--- Data for the task ---

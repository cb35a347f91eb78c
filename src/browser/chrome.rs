//! Chrome 实现：使用 Headless Chrome（CDP）驱动对话式网页
//!
//! 需启用 feature "browser" 且系统已安装 Chrome/Chromium。
//! headless_chrome 为同步 API，所有调用经 spawn_blocking 执行；
//! 站点相关的选择器来自配置 [browser.selectors]。

use std::ffi::OsStr;
use std::sync::Arc;
use std::time::{Duration, Instant};

use async_trait::async_trait;
use headless_chrome::{Browser, LaunchOptions, Tab};

use crate::browser::{ChatSurface, SignalHandle, SurfaceProvider};
use crate::config::{BrowserSection, SelectorsSection};
use crate::core::SurfaceError;

const POLL_INTERVAL: Duration = Duration::from_millis(200);

/// 浏览器空闲多久后自动退出；等待回复可能长达 15 分钟，这里放宽到 1 小时
const IDLE_BROWSER_TIMEOUT: Duration = Duration::from_secs(3600);

/// 长生命周期的浏览器会话，由顶层持有并以引用传入调研流程；Drop 时关闭浏览器
pub struct ChromeSession {
    browser: Browser,
    url: String,
    selectors: Arc<SelectorsSection>,
}

impl ChromeSession {
    /// 启动浏览器（可带持久化 Profile）
    pub fn launch(cfg: &BrowserSection) -> Result<Self, SurfaceError> {
        let args: Vec<&OsStr> = cfg.args.iter().map(OsStr::new).collect();
        let options = LaunchOptions::default_builder()
            .headless(cfg.headless)
            .user_data_dir(cfg.profile_dir.clone())
            .args(args)
            .idle_browser_timeout(IDLE_BROWSER_TIMEOUT)
            .build()
            .map_err(|e| SurfaceError::Driver(format!("Invalid launch options: {}", e)))?;
        let browser = Browser::new(options)
            .map_err(|e| SurfaceError::Driver(format!("Chrome launch failed: {}. Install Chrome/Chromium.", e)))?;

        tracing::info!(url = %cfg.url, headless = cfg.headless, "browser launched");
        Ok(Self {
            browser,
            url: cfg.url.clone(),
            selectors: Arc::new(cfg.selectors.clone()),
        })
    }
}

#[async_trait]
impl SurfaceProvider for ChromeSession {
    async fn open_surface(&self, ready_bound: Duration) -> Result<Box<dyn ChatSurface>, SurfaceError> {
        let browser = self.browser.clone();
        let tab = tokio::task::spawn_blocking(move || browser.new_tab())
            .await
            .map_err(|e| SurfaceError::Driver(format!("Task join: {}", e)))?
            .map_err(|e| SurfaceError::Driver(format!("Browser tab failed: {}", e)))?;

        let url = self.url.clone();
        let input = self.selectors.chat_input.clone();
        let surface = ChromeSurface {
            tab,
            selectors: Arc::clone(&self.selectors),
        };

        let opened = surface
            .blocking(move |tab| {
                tab.set_default_timeout(ready_bound);
                tab.navigate_to(&url)
                    .map_err(|e| SurfaceError::Driver(format!("Navigate failed: {}", e)))?;
                tab.wait_for_element_with_custom_timeout(&input, ready_bound)
                    .map_err(|_| SurfaceError::Timeout {
                        what: format!("chat input '{}'", input),
                        after: ready_bound,
                    })?;
                Ok(())
            })
            .await;

        match opened {
            Ok(()) => {
                tracing::info!(url = %self.url, "chat interface loaded");
                Ok(Box::new(surface))
            }
            Err(e) => {
                // 未就绪的页面不交给调用方，这里直接关掉
                if let Err(close_err) = surface.close().await {
                    tracing::warn!(error = %close_err, "failed to close tab that never became ready");
                }
                Err(e)
            }
        }
    }
}

#[derive(Debug, Clone, Copy)]
enum Trigger {
    /// 真实点击，驱动内部等待以所给上限为准
    Native(Duration),
    Synthetic,
}

/// 单个 Tab
pub struct ChromeSurface {
    tab: Arc<Tab>,
    selectors: Arc<SelectorsSection>,
}

impl ChromeSurface {
    async fn blocking<T, F>(&self, f: F) -> Result<T, SurfaceError>
    where
        F: FnOnce(&Tab) -> Result<T, SurfaceError> + Send + 'static,
        T: Send + 'static,
    {
        let tab = Arc::clone(&self.tab);
        tokio::task::spawn_blocking(move || f(&tab))
            .await
            .map_err(|e| SurfaceError::Driver(format!("Task join: {}", e)))?
    }

    /// 执行一段脚本并取回 JSON 值
    async fn eval(&self, js: String, await_promise: bool) -> Result<Option<serde_json::Value>, SurfaceError> {
        self.blocking(move |tab| {
            tab.evaluate(&js, await_promise)
                .map(|obj| obj.value)
                .map_err(|e| SurfaceError::Driver(format!("Evaluate failed: {}", e)))
        })
        .await
    }

    /// 在按出现顺序第 index 个完成信号上触发点击
    async fn trigger(&self, signal: SignalHandle, how: Trigger) -> Result<(), SurfaceError> {
        let selector = self.selectors.completion_signal.clone();
        self.blocking(move |tab| {
            let elements = tab
                .find_elements(&selector)
                .map_err(|e| SurfaceError::NotFound(format!("{}: {}", selector, e)))?;
            let element = elements
                .get(signal.0)
                .ok_or_else(|| SurfaceError::NotFound(format!("{} #{}", selector, signal.0)))?;
            match how {
                Trigger::Native(bound) => {
                    // 超时后 JoinHandle 被丢弃，阻塞线程里的点击不能比上限活得更久
                    tab.set_default_timeout(bound);
                    element.click().map(|_| ())
                }
                Trigger::Synthetic => element.call_js_fn(DISPATCH_CLICK_JS, vec![], false).map(|_| ()),
            }
            .map_err(|e| SurfaceError::Driver(format!("Click failed: {}", e)))
        })
        .await
    }

    /// 拦截页面写剪贴板的内容，读取时优先使用（无需剪贴板权限）
    async fn install_transfer_hook(&self) -> Result<(), SurfaceError> {
        self.eval(TRANSFER_HOOK_JS.to_string(), false).await.map(|_| ())
    }
}

const TRANSFER_HOOK_JS: &str = r#"
(function() {
    if (window.__researchBeeHooked) return true;
    window.__researchBeeHooked = true;
    window.__researchBeeTransfer = '';
    if (navigator.clipboard && navigator.clipboard.writeText) {
        const original = navigator.clipboard.writeText.bind(navigator.clipboard);
        navigator.clipboard.writeText = function(text) {
            window.__researchBeeTransfer = String(text);
            return original(text).catch(() => undefined);
        };
    }
    document.addEventListener('copy', () => {
        const selected = String(window.getSelection() || '');
        if (selected) window.__researchBeeTransfer = selected;
    }, true);
    return true;
})()
"#;

const READ_TRANSFER_JS: &str = r#"
(async function() {
    if (window.__researchBeeTransfer) return window.__researchBeeTransfer;
    try {
        return await navigator.clipboard.readText();
    } catch (e) {
        return '';
    }
})()
"#;

const DISPATCH_CLICK_JS: &str =
    "function() { this.dispatchEvent(new MouseEvent('click', { bubbles: true, cancelable: true })); }";

const STATE_UNKNOWN: &str = "unknown";

/// 只有明确的 "unchecked" 视为关闭，其余（含未知状态）都当作已开启
fn is_enabled_state(state: &str) -> bool {
    state != "unchecked"
}

/// 能力开关：标签 div 后紧邻的 button[role=checkbox]；返回其 data-state，
/// 可见但没有 data-state 时返回 STATE_UNKNOWN，不可见时返回 null
fn capability_js(label: &str, click: bool) -> String {
    let label = serde_json::to_string(label).unwrap_or_else(|_| "\"\"".to_string());
    let unknown = serde_json::Value::from(STATE_UNKNOWN);
    format!(
        r#"
        (function() {{
            const label = {label};
            for (const box of document.querySelectorAll('button[role="checkbox"]')) {{
                const prev = box.previousElementSibling;
                if (!prev || !prev.textContent.includes(label)) continue;
                if (box.offsetParent === null) continue;
                if ({click}) box.click();
                return box.getAttribute('data-state') || {unknown};
            }}
            return null;
        }})()
        "#
    )
}

#[async_trait]
impl ChatSurface for ChromeSurface {
    async fn open_capability_menu(&self) -> Result<(), SurfaceError> {
        let text = serde_json::to_string(&self.selectors.tools_button_text)
            .map_err(|e| SurfaceError::Driver(e.to_string()))?;
        let js = format!(
            r#"
            (function() {{
                const buttons = Array.from(document.querySelectorAll('button'))
                    .filter(b => b.textContent.includes({text}));
                if (buttons.length === 0) return false;
                buttons[buttons.length - 1].click();
                return true;
            }})()
            "#
        );
        match self.eval(js, false).await? {
            Some(serde_json::Value::Bool(true)) => Ok(()),
            _ => Err(SurfaceError::NotFound(format!(
                "button '{}'",
                self.selectors.tools_button_text
            ))),
        }
    }

    async fn capability_enabled(&self, bound: Duration) -> Result<bool, SurfaceError> {
        let js = capability_js(&self.selectors.capability_label, false);
        let label = self.selectors.capability_label.clone();
        self.blocking(move |tab| {
            let deadline = Instant::now() + bound;
            loop {
                let state = tab
                    .evaluate(&js, false)
                    .map_err(|e| SurfaceError::Driver(format!("Evaluate failed: {}", e)))?
                    .value;
                if let Some(serde_json::Value::String(state)) = state {
                    return Ok(is_enabled_state(&state));
                }
                if Instant::now() >= deadline {
                    return Err(SurfaceError::Timeout {
                        what: format!("'{}' toggle", label),
                        after: bound,
                    });
                }
                std::thread::sleep(POLL_INTERVAL);
            }
        })
        .await
    }

    async fn toggle_capability(&self) -> Result<(), SurfaceError> {
        let js = capability_js(&self.selectors.capability_label, true);
        match self.eval(js, false).await? {
            Some(serde_json::Value::String(_)) => Ok(()),
            _ => Err(SurfaceError::NotFound(format!(
                "'{}' toggle",
                self.selectors.capability_label
            ))),
        }
    }

    async fn dismiss_overlay(&self) -> Result<(), SurfaceError> {
        self.blocking(|tab| {
            tab.find_element("body")
                .and_then(|body| body.click().map(|_| ()))
                .map_err(|e| SurfaceError::Driver(format!("Body click failed: {}", e)))
        })
        .await
    }

    async fn submit_prompt(&self, prompt: &str) -> Result<(), SurfaceError> {
        let input = self.selectors.chat_input.clone();
        let prompt = prompt.to_string();
        self.blocking(move |tab| {
            let element = tab
                .find_element(&input)
                .map_err(|e| SurfaceError::NotFound(format!("{}: {}", input, e)))?;
            element
                .click()
                .map_err(|e| SurfaceError::Driver(format!("Focus input failed: {}", e)))?;
            tab.send_character(&prompt)
                .map_err(|e| SurfaceError::Driver(format!("Type failed: {}", e)))?;
            tab.press_key("Enter")
                .map_err(|e| SurfaceError::Driver(format!("Submit failed: {}", e)))?;
            Ok(())
        })
        .await
    }

    async fn wait_for_completion(&self, bound: Duration) -> Result<(), SurfaceError> {
        let selector = self.selectors.completion_signal.clone();
        self.blocking(move |tab| {
            tab.wait_for_element_with_custom_timeout(&selector, bound)
                .map(|_| ())
                .map_err(|_| SurfaceError::Timeout {
                    what: format!("completion signal '{}'", selector),
                    after: bound,
                })
        })
        .await
    }

    async fn completion_signals(&self) -> Result<Vec<SignalHandle>, SurfaceError> {
        let selector = self.selectors.completion_signal.clone();
        self.blocking(move |tab| {
            let count = tab
                .find_elements(&selector)
                .map(|elements| elements.len())
                .unwrap_or(0);
            Ok((0..count).map(SignalHandle).collect())
        })
        .await
    }

    async fn wait_attached(&self, signal: SignalHandle, bound: Duration) -> Result<(), SurfaceError> {
        let selector = self.selectors.completion_signal.clone();
        self.blocking(move |tab| {
            let deadline = Instant::now() + bound;
            loop {
                let count = tab
                    .find_elements(&selector)
                    .map(|elements| elements.len())
                    .unwrap_or(0);
                if count > signal.0 {
                    return Ok(());
                }
                if Instant::now() >= deadline {
                    return Err(SurfaceError::Timeout {
                        what: format!("{} #{} to attach", selector, signal.0),
                        after: bound,
                    });
                }
                std::thread::sleep(POLL_INTERVAL);
            }
        })
        .await
    }

    async fn click(&self, signal: SignalHandle, bound: Duration) -> Result<(), SurfaceError> {
        self.install_transfer_hook().await?;
        self.trigger(signal, Trigger::Native(bound)).await
    }

    async fn dispatch_click(&self, signal: SignalHandle) -> Result<(), SurfaceError> {
        self.install_transfer_hook().await?;
        self.trigger(signal, Trigger::Synthetic).await
    }

    async fn read_transfer_buffer(&self) -> Result<String, SurfaceError> {
        match self.eval(READ_TRANSFER_JS.to_string(), true).await? {
            Some(serde_json::Value::String(text)) => Ok(text),
            _ => Ok(String::new()),
        }
    }

    async fn close(&self) -> Result<(), SurfaceError> {
        self.blocking(|tab| {
            tab.close(true)
                .map(|_| ())
                .map_err(|e| SurfaceError::Driver(format!("Close tab failed: {}", e)))
        })
        .await
    }
}
//! 可观测性

use tracing_subscriber::{fmt, prelude::*, EnvFilter};

/// 日志：默认 info，可通过 RUST_LOG 覆盖
pub fn init() {
    let filter = EnvFilter::try_from_default_env().unwrap_or_else(|_| EnvFilter::new("info"));
    tracing_subscriber::registry()
        .with(filter)
        .with(fmt::layer())
        .init();
}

---

Your objective: Pick each line holding the word "textContent" out of the data and copy it.

Response box:
                if (!prev || !prev.textContent.includes(label)) continue;
                    .filter(b => b.textContent.includes({text}));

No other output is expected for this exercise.